Financial forecasting: architecture, integration and the existing estate

2 sessions · 8 points

Session 1What to measure in financial forecasting and what to ignore

  • Compare the cost of time series financial forecasting with the cost of its absence.
  • Write down the assumptions underpinning the approach to financial forecasting.
  • Plan how time series financial forecasting is versioned and how a bad release is rolled back.
  • Name a single owner for each element of financial forecasting.

Session 2Where time series financial forecasting typically breaks, and why

  • Record what was learned when time series financial forecasting did not go as planned.
  • Record the reasoning behind each architectural choice in financial forecasting.
  • Build the user briefing that explains what time series financial forecasting does and does not decide.
  • Measure the current quality of the data feeding financial forecasting before assuming it is usable.
04

Financial forecasting: security, privacy and regulatory obligation

2 sessions · 8 points

Session 1The pilot that actually settles the argument about financial forecasting

  • Confirm the retention and deletion rules applied to data inside time series financial forecasting.
  • Set out how exceptions to financial forecasting are requested and approved.
  • Define the exit route from the supplier supporting time series financial forecasting.
  • Reduce the variation in how financial forecasting is carried out between teams.

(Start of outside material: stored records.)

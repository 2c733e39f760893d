//! Infrastructure layer for statehouse
//!
//! This crate contains adapters that implement the ports defined
//! in the application layer: the streaming chat completions client,
//! the Open Legislation bill API client, configuration file loading,
//! and transcript persistence.

pub mod assistant;
pub mod config;
pub mod openleg;
pub mod sse;
pub mod transcript;

// Re-export commonly used types
pub use assistant::{HttpLlmGateway, HttpSession};
pub use config::{
    ConfigError, ConfigLoader, FileAssistantConfig, FileConfig, FileOpenLegConfig,
    FileOutputConfig,
};
pub use openleg::OpenLegClient;
pub use sse::{extract_complete, extract_delta, read_sse_stream};
pub use transcript::JsonlTranscriptLogger;
//! Open Legislation API adapter
//!
//! Implements the `BillGateway` port against the NY Senate Open
//! Legislation service: JSON bill detail, a HEAD probe for the public
//! PDF rendition, and markup stripping for sponsor memos.

pub mod client;
pub mod html;
pub mod types;

pub use client::OpenLegClient;
pub use html::html_to_text;
//! Text scramble effect for the connect indicator.
//!
//! While the assistant connection is being established, the status line
//! shows the target text "decoding" into place: unrevealed characters
//! cycle through a glyph table, and one more character is revealed every
//! few ticks.
//!
//! The state machine is deterministic and owns no timer: the caller
//! drives it by calling [`Scramble::tick`] on whatever cadence it likes
//! and rendering [`Scramble::frame`] after each tick.

/// Glyphs shown in place of unrevealed characters.
const GLYPHS: [char; 8] = ['#', '@', '%', '&', '$', '+', '=', '*'];

/// Ticks between two reveals.
const TICKS_PER_REVEAL: u64 = 2;

/// Deterministic scramble-reveal state for one line of text.
#[derive(Debug, Clone)]
pub struct Scramble {
    target: Vec<char>,
    revealed: usize,
    ticks: u64,
}

impl Scramble {
    pub fn new(target: impl AsRef<str>) -> Self {
        Self {
            target: target.as_ref().chars().collect(),
            revealed: 0,
            ticks: 0,
        }
    }

    /// Advance the animation by one step.
    pub fn tick(&mut self) {
        self.ticks += 1;
        if self.ticks % TICKS_PER_REVEAL == 0 && self.revealed < self.target.len() {
            self.revealed += 1;
        }
    }

    /// Whether every character has been revealed.
    pub fn is_done(&self) -> bool {
        self.revealed >= self.target.len()
    }

    /// Render the current frame.
    ///
    /// The first `revealed` characters show as themselves. The rest cycle
    /// through the glyph table, offset by the tick counter so they appear
    /// to churn. Whitespace is never scrambled, so word shapes stay
    /// readable throughout.
    pub fn frame(&self) -> String {
        self.target
            .iter()
            .enumerate()
            .map(|(i, &ch)| {
                if i < self.revealed || ch.is_whitespace() {
                    ch
                } else {
                    GLYPHS[(self.ticks as usize + i) % GLYPHS.len()]
                }
            })
            .collect()
    }
}

#[cfg(test)]
mod tests {
    use super::*;

    #[test]
    fn frame_has_target_length() {
        let scramble = Scramble::new("Connecting");
        assert_eq!(scramble.frame().chars().count(), 10);
    }

    #[test]
    fn whitespace_is_never_scrambled() {
        let scramble = Scramble::new("a b c");
        let frame = scramble.frame();
        assert_eq!(frame.chars().nth(1), Some(' '));
        assert_eq!(frame.chars().nth(3), Some(' '));
    }

    #[test]
    fn reveals_left_to_right() {
        let mut scramble = Scramble::new("abc");
        scramble.tick();
        scramble.tick();
        let frame = scramble.frame();
        assert!(frame.starts_with('a'));
        assert_ne!(frame.chars().nth(2), Some('c'));
    }

    #[test]
    fn finishes_with_the_exact_target() {
        let mut scramble = Scramble::new("done yet?");
        for _ in 0..100 {
            scramble.tick();
        }
        assert!(scramble.is_done());
        assert_eq!(scramble.frame(), "done yet?");
    }

    #[test]
    fn same_tick_count_gives_same_frame() {
        let mut a = Scramble::new("repeatable");
        let mut b = Scramble::new("repeatable");
        for _ in 0..5 {
            a.tick();
            b.tick();
        }
        assert_eq!(a.frame(), b.frame());
    }

    #[test]
    fn empty_target_is_immediately_done() {
        let scramble = Scramble::new("");
        assert!(scramble.is_done());
        assert_eq!(scramble.frame(), "");
    }
}
//! Conversation entities.

use chrono::{DateTime, Utc};
use serde::{Deserialize, Serialize};

/// Role of a message in a conversation.
#[derive(Debug, Clone, Copy, PartialEq, Eq, Serialize, Deserialize)]
#[serde(rename_all = "lowercase")]
pub enum Role {
    System,
    User,
    Assistant,
}

/// A message in a conversation (Entity).
#[derive(Debug, Clone, PartialEq, Serialize, Deserialize)]
pub struct ChatMessage {
    pub role: Role,
    pub content: String,
}

impl ChatMessage {
    pub fn system(content: impl Into<String>) -> Self {
        Self {
            role: Role::System,
            content: content.into(),
        }
    }

    pub fn user(content: impl Into<String>) -> Self {
        Self {
            role: Role::User,
            content: content.into(),
        }
    }

    pub fn assistant(content: impl Into<String>) -> Self {
        Self {
            role: Role::Assistant,
            content: content.into(),
        }
    }
}

/// One completed exchange: a user prompt and the assistant's full reply.
///
/// Transcript logging appends one of these per exchange. The reply holds
/// the accumulated text after stream end, with bill references already
/// linked.
#[derive(Debug, Clone, Serialize, Deserialize)]
pub struct ChatTurn {
    pub asked_at: DateTime<Utc>,
    pub model: String,
    pub prompt: String,
    pub reply: String,
}

impl ChatTurn {
    pub fn new(
        model: impl Into<String>,
        prompt: impl Into<String>,
        reply: impl Into<String>,
    ) -> Self {
        Self {
            asked_at: Utc::now(),
            model: model.into(),
            prompt: prompt.into(),
            reply: reply.into(),
        }
    }
}

#[cfg(test)]
mod tests {
    use super::*;

    #[test]
    fn constructors_set_roles() {
        assert_eq!(ChatMessage::system("s").role, Role::System);
        assert_eq!(ChatMessage::user("u").role, Role::User);
        assert_eq!(ChatMessage::assistant("a").role, Role::Assistant);
    }

    #[test]
    fn role_serializes_lowercase() {
        let json = serde_json::to_string(&ChatMessage::user("hi")).unwrap();
        assert_eq!(json, r#"{"role":"user","content":"hi"}"#);
    }
}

Session 2The data question everyone skips at the start of financial forecasting

  • Assess the regulatory obligations time series financial forecasting triggers in each jurisdiction.
  • Set the metrics that will show whether financial forecasting is drifting from its intended behaviour.
  • Define the service level time series financial forecasting must meet and what happens when it is missed.
  • Specify the fallback path when financial forecasting is unavailable.

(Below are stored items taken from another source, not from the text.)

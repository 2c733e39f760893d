//! Open Legislation configuration from TOML (`[openleg]` section)

use chrono::{Datelike, Utc};
use serde::{Deserialize, Serialize};

/// Raw Open Legislation configuration from TOML
#[derive(Debug, Clone, Serialize, Deserialize)]
#[serde(default)]
pub struct FileOpenLegConfig {
    /// Environment variable holding the API key (default: "OPENLEG_API_KEY").
    pub api_key_env: String,
    /// Direct API key (not recommended; use the env var instead).
    pub api_key: Option<String>,
    /// Base URL of the Open Legislation service.
    pub base_url: String,
    /// Legislative session year bills are looked up in.
    pub session_year: i32,
}

impl Default for FileOpenLegConfig {
    fn default() -> Self {
        Self {
            api_key_env: "OPENLEG_API_KEY".to_string(),
            api_key: None,
            base_url: "https://legislation.nysenate.gov".to_string(),
            session_year: default_session_year(),
        }
    }
}

impl FileOpenLegConfig {
    /// Resolve the API key: an explicit `api_key` wins, otherwise read the
    /// configured environment variable. Empty values count as absent.
    pub fn resolve_api_key(&self) -> Option<String> {
        if let Some(key) = &self.api_key
            && !key.is_empty()
        {
            return Some(key.clone());
        }
        std::env::var(&self.api_key_env)
            .ok()
            .filter(|key| !key.is_empty())
    }
}

/// NY legislative sessions span two years and start on odd years, so the
/// default is the current year rounded down to odd.
fn default_session_year() -> i32 {
    let year = Utc::now().year();
    if year % 2 == 0 { year - 1 } else { year }
}

#[cfg(test)]
mod tests {
    use super::*;

    #[test]
    fn default_session_year_is_odd() {
        assert_eq!(default_session_year() % 2, 1);
    }

    #[test]
    fn deserialize_overrides_session_year() {
        let toml_str = r#"
[openleg]
session_year = 2023
"#;
        let config: super::super::FileConfig = toml::from_str(toml_str).unwrap();
        assert_eq!(config.openleg.session_year, 2023);
        assert_eq!(
            config.openleg.base_url,
            "https://legislation.nysenate.gov"
        );
    }
}
//! HTTP assistant session.
//!
//! [`HttpSession`] implements [`LlmSession`] over an OpenAI-style
//! chat-completions endpoint. Each session owns its conversation
//! history; `send` uses the non-streaming path, `send_streaming` spawns
//! a reader task that drives the SSE decode loop and forwards events
//! over an mpsc channel.

use crate::assistant::wire::ChatRequest;
use crate::sse::{extract_complete, read_sse_stream};
use async_trait::async_trait;
use serde_json::Value;
use statehouse_application::ports::llm_gateway::{GatewayError, LlmSession, StreamHandle};
use statehouse_domain::util::preview;
use statehouse_domain::{ChatMessage, StreamEvent};
use std::sync::Arc;
use tokio::sync::{Mutex, mpsc};
use tracing::{debug, warn};

/// Cap on error body text kept for diagnostics.
const MAX_ERROR_BODY: usize = 2048;

/// Deadline for the non-streaming path. Streaming requests have no
/// whole-request deadline; a stalled stream is the caller's problem to
/// abandon.
const REQUEST_TIMEOUT_SECS: u64 = 120;

/// An active conversation with the assistant back end.
pub struct HttpSession {
    client: reqwest::Client,
    endpoint: String,
    api_key: Option<String>,
    model: String,
    max_tokens: Option<u32>,
    history: Arc<Mutex<Vec<ChatMessage>>>,
}

impl HttpSession {
    pub fn new(
        client: reqwest::Client,
        endpoint: String,
        api_key: Option<String>,
        model: String,
        max_tokens: Option<u32>,
        system_prompt: Option<String>,
    ) -> Self {
        let mut history = Vec::new();
        if let Some(prompt) = system_prompt {
            history.push(ChatMessage::system(prompt));
        }
        Self {
            client,
            endpoint,
            api_key,
            model,
            max_tokens,
            history: Arc::new(Mutex::new(history)),
        }
    }

    /// Append the user message and snapshot the history for the request.
    async fn push_user_message(&self, content: &str) -> Vec<ChatMessage> {
        let mut history = self.history.lock().await;
        history.push(ChatMessage::user(content));
        history.clone()
    }

    /// Issue the POST and fail on transport errors or non-success status.
    async fn post_chat(
        &self,
        messages: &[ChatMessage],
        stream: bool,
    ) -> Result<reqwest::Response, GatewayError> {
        let body = ChatRequest {
            model: &self.model,
            messages,
            max_tokens: self.max_tokens,
            stream,
        };

        let mut request = self.client.post(&self.endpoint).json(&body);
        if let Some(key) = &self.api_key {
            request = request.bearer_auth(key);
        }
        if !stream {
            request = request.timeout(std::time::Duration::from_secs(REQUEST_TIMEOUT_SECS));
        }

        let response = request.send().await.map_err(|e| {
            if e.is_timeout() {
                GatewayError::Timeout
            } else {
                GatewayError::ConnectionError(e.to_string())
            }
        })?;

        let status = response.status();
        if !status.is_success() {
            let body = response.text().await.unwrap_or_default();
            let body = preview(&body, MAX_ERROR_BODY).into_owned();
            return Err(GatewayError::Http {
                status: status.as_u16(),
                body,
            });
        }

        Ok(response)
    }
}

#[async_trait]
impl LlmSession for HttpSession {
    fn model(&self) -> &str {
        &self.model
    }

    async fn send(&self, content: &str) -> Result<String, GatewayError> {
        let messages = self.push_user_message(content).await;
        debug!(
            "Sending to {} ({} messages, non-streaming)",
            self.endpoint,
            messages.len()
        );

        let response = self.post_chat(&messages, false).await?;
        let value: Value = response
            .json()
            .await
            .map_err(|e| GatewayError::RequestFailed(e.to_string()))?;

        let text = extract_complete(&value);
        if text.is_empty() {
            warn!("Response body carried no recognizable text");
        }

        self.history
            .lock()
            .await
            .push(ChatMessage::assistant(text.clone()));
        Ok(text)
    }

    async fn send_streaming(&self, content: &str) -> Result<StreamHandle, GatewayError> {
        let messages = self.push_user_message(content).await;
        debug!(
            "Sending to {} ({} messages, streaming)",
            self.endpoint,
            messages.len()
        );

        let response = self.post_chat(&messages, true).await?;
        let byte_stream = response.bytes_stream();

        let (tx, rx) = mpsc::unbounded_channel();
        let history = Arc::clone(&self.history);

        tokio::spawn(async move {
            let tx_delta = tx.clone();
            let consume = read_sse_stream(byte_stream, |delta, _| {
                let _ = tx_delta.send(StreamEvent::Delta(delta.to_string()));
            });

            tokio::select! {
                biased;
                // Receiver dropped: the caller abandoned the stream
                _ = tx.closed() => {
                    debug!("Stream receiver dropped; abandoning read loop");
                }
                result = consume => match result {
                    Ok(full) => {
                        history.lock().await.push(ChatMessage::assistant(full.clone()));
                        let _ = tx.send(StreamEvent::Completed(full));
                    }
                    Err(e) => {
                        let _ = tx.send(StreamEvent::Error(e.to_string()));
                    }
                },
            }
        });

        Ok(StreamHandle::new(rx))
    }
}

Choose the package that suits you

Silver Package

At least 3 people

USD1,250
  • Workshop or Program Participation
  • Airport Transfers
  • Customized Badge
  • Expert Mentorship (Private Sessions)
  • Supervision & Secretarial Services
  • Accredited Certificate of Participation
  • Complete Training Kit
  • Coffee Break
  • Closing Ceremony

Gold Package

At least 3 people

USD1,850
  • 5-night stay in a 5-star hotel
  • Workshop or Program Participation
  • Airport Transfers
  • Customized Badge
  • Expert Mentorship (Private Sessions)
  • Supervision & Secretarial Services
  • Accredited Certificate of Participation
  • Complete Training Kit
  • Coffee Break
  • Closing Ceremony

Complete your registration

We will contact you within one business day to confirm.